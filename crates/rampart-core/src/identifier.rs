//! Identifier management using string interning for efficient storage and comparison.
//!
//! Entity names appear in every node, edge, and origin reference of a threat
//! model, so they are interned once and compared as symbols afterwards. This
//! module provides the [`Id`] type backing those names.

use std::{
    fmt,
    sync::{Mutex, OnceLock},
};

use serde::{Serialize, Serializer};
use string_interner::{DefaultStringInterner, DefaultSymbol};

/// Global string interner for identifier storage.
///
/// # Thread Safety
///
/// This uses `Mutex` for thread-safe access to the string interner.
static INTERNER: OnceLock<Mutex<DefaultStringInterner>> = OnceLock::new();

/// Efficient identifier type using string interning.
///
/// Two [`Id`]s created from the same string are equal and share storage, so
/// name lookups and graph-key comparisons are symbol comparisons rather than
/// string comparisons.
///
/// # Examples
///
/// ```
/// use rampart_core::identifier::Id;
///
/// let attack = Id::new("sql-injection");
/// let again = Id::new("sql-injection");
///
/// assert_eq!(attack, again);
/// assert_eq!(attack.to_string(), "sql-injection");
/// ```
#[derive(Debug, Clone, Copy, PartialEq, Eq, Hash)]
pub struct Id(DefaultSymbol);

impl Id {
    /// Creates an `Id` from `&str`, interning the string if it is new.
    pub fn new(name: &str) -> Self {
        let mut interner = INTERNER
            .get_or_init(|| Mutex::new(DefaultStringInterner::new()))
            .lock()
            .expect("Failed to acquire interner lock");
        let symbol = interner.get_or_intern(name);
        Self(symbol)
    }
}

impl fmt::Display for Id {
    fn fmt(&self, f: &mut fmt::Formatter<'_>) -> fmt::Result {
        let interner = INTERNER
            .get()
            .expect("Interner must be initialized before displaying an Id")
            .lock()
            .expect("Failed to acquire interner lock");
        let name = interner
            .resolve(self.0)
            .expect("Id symbol should exist in interner");
        write!(f, "{name}")
    }
}

impl From<&str> for Id {
    fn from(name: &str) -> Self {
        Self::new(name)
    }
}

impl PartialEq<&str> for Id {
    fn eq(&self, other: &&str) -> bool {
        *self == Id::new(other)
    }
}

impl Serialize for Id {
    fn serialize<S: Serializer>(&self, serializer: S) -> Result<S::Ok, S::Error> {
        serializer.collect_str(self)
    }
}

══════════

» TASK
Give back exactly the lines from the line holding "fn eq(&self, other: &&str)" through the last line of the listing, including both.

» EXPECTED ANSWER
    fn eq(&self, other: &&str) -> bool {
        *self == Id::new(other)
    }
}

impl Serialize for Id {
    fn serialize<S: Serializer>(&self, serializer: S) -> Result<S::Ok, S::Error> {
        serializer.collect_str(self)
    }
}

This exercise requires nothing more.